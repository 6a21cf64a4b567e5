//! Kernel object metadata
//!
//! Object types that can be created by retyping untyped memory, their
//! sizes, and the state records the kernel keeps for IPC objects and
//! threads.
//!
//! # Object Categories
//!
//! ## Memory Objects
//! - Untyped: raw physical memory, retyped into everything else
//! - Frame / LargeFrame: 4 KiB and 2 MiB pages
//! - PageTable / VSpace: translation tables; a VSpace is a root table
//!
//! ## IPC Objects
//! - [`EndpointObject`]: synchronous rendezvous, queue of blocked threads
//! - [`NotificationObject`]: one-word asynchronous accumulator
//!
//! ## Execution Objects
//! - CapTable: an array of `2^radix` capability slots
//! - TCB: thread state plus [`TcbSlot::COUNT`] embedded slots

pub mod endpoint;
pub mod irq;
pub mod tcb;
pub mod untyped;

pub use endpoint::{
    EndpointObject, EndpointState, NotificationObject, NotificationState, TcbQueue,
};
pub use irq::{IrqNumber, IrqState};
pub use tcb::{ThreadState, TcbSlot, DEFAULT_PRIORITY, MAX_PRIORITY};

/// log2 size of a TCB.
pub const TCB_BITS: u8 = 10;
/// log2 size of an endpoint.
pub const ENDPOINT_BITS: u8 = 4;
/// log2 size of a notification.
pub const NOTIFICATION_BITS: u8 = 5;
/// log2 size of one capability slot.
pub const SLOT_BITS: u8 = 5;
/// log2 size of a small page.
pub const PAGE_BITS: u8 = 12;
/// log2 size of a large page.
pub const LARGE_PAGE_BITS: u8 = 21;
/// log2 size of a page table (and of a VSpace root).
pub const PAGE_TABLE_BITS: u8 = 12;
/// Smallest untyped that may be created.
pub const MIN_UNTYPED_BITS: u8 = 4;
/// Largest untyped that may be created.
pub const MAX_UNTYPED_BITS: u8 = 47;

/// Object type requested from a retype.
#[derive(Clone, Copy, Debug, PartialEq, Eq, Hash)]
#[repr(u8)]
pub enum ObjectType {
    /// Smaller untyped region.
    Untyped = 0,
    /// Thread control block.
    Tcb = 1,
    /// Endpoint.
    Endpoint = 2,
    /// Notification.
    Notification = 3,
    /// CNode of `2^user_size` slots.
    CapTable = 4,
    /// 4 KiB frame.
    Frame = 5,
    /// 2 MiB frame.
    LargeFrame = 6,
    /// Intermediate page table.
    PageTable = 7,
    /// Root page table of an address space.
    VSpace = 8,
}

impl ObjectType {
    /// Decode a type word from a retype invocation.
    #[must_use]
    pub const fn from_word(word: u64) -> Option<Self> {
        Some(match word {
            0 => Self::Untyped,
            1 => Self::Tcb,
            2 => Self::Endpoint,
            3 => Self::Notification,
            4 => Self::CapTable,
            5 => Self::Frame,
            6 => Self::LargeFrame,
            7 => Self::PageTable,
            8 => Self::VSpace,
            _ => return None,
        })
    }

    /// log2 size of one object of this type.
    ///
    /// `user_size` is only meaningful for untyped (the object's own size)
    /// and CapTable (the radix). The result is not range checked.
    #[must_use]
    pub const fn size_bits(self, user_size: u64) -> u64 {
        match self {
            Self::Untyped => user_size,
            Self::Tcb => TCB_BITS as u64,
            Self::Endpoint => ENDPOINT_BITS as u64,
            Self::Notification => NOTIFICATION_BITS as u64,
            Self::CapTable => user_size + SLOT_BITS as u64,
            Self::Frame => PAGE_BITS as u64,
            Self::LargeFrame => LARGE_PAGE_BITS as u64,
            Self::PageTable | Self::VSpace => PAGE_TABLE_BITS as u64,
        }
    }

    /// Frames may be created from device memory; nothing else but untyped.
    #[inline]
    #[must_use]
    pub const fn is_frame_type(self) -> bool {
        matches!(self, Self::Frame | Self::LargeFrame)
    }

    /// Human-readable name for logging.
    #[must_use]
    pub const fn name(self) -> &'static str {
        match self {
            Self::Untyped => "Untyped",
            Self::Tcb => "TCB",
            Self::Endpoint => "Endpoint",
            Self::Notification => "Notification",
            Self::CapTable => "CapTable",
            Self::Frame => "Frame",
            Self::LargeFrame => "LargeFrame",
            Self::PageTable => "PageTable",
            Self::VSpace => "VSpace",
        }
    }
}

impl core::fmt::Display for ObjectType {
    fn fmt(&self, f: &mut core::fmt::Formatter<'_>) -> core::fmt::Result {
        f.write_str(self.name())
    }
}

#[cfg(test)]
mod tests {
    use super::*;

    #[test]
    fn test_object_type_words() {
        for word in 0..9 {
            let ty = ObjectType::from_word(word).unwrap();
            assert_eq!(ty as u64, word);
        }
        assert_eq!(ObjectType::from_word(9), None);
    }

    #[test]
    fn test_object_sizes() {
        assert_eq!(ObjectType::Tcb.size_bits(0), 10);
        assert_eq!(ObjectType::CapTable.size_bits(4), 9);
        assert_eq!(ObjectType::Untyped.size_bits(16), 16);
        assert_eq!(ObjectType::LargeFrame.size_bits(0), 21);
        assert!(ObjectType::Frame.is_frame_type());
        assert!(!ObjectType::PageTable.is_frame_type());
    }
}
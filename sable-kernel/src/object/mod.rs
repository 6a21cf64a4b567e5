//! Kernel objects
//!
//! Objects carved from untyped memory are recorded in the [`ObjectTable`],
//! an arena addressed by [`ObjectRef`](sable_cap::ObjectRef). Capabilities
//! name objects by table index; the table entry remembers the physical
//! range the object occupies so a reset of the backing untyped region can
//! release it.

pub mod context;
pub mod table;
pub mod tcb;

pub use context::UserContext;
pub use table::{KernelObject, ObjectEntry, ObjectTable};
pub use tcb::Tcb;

_Try it:_
Print the listing above from its first line through the line with "a retype invocation.", and stop there.

_The completed task:_
repository 6a21cf64a4b567e5
//! Kernel object metadata
//!
//! Object types that can be created by retyping untyped memory, their
//! sizes, and the state records the kernel keeps for IPC objects and
//! threads.
//!
//! # Object Categories
//!
//! ## Memory Objects
//! - Untyped: raw physical memory, retyped into everything else
//! - Frame / LargeFrame: 4 KiB and 2 MiB pages
//! - PageTable / VSpace: translation tables; a VSpace is a root table
//!
//! ## IPC Objects
//! - [`EndpointObject`]: synchronous rendezvous, queue of blocked threads
//! - [`NotificationObject`]: one-word asynchronous accumulator
//!
//! ## Execution Objects
//! - CapTable: an array of `2^radix` capability slots
//! - TCB: thread state plus [`TcbSlot::COUNT`] embedded slots

pub mod endpoint;
pub mod irq;
pub mod tcb;
pub mod untyped;

pub use endpoint::{
    EndpointObject, EndpointState, NotificationObject, NotificationState, TcbQueue,
};
pub use irq::{IrqNumber, IrqState};
pub use tcb::{ThreadState, TcbSlot, DEFAULT_PRIORITY, MAX_PRIORITY};

/// log2 size of a TCB.
pub const TCB_BITS: u8 = 10;
/// log2 size of an endpoint.
pub const ENDPOINT_BITS: u8 = 4;
/// log2 size of a notification.
pub const NOTIFICATION_BITS: u8 = 5;
/// log2 size of one capability slot.
pub const SLOT_BITS: u8 = 5;
/// log2 size of a small page.
pub const PAGE_BITS: u8 = 12;
/// log2 size of a large page.
pub const LARGE_PAGE_BITS: u8 = 21;
/// log2 size of a page table (and of a VSpace root).
pub const PAGE_TABLE_BITS: u8 = 12;
/// Smallest untyped that may be created.
pub const MIN_UNTYPED_BITS: u8 = 4;
/// Largest untyped that may be created.
pub const MAX_UNTYPED_BITS: u8 = 47;

/// Object type requested from a retype.
#[derive(Clone, Copy, Debug, PartialEq, Eq, Hash)]
#[repr(u8)]
pub enum ObjectType {
    /// Smaller untyped region.
    Untyped = 0,
    /// Thread control block.
    Tcb = 1,
    /// Endpoint.
    Endpoint = 2,
    /// Notification.
    Notification = 3,
    /// CNode of `2^user_size` slots.
    CapTable = 4,
    /// 4 KiB frame.
    Frame = 5,
    /// 2 MiB frame.
    LargeFrame = 6,
    /// Intermediate page table.
    PageTable = 7,
    /// Root page table of an address space.
    VSpace = 8,
}

impl ObjectType {
    /// Decode a type word from a retype invocation.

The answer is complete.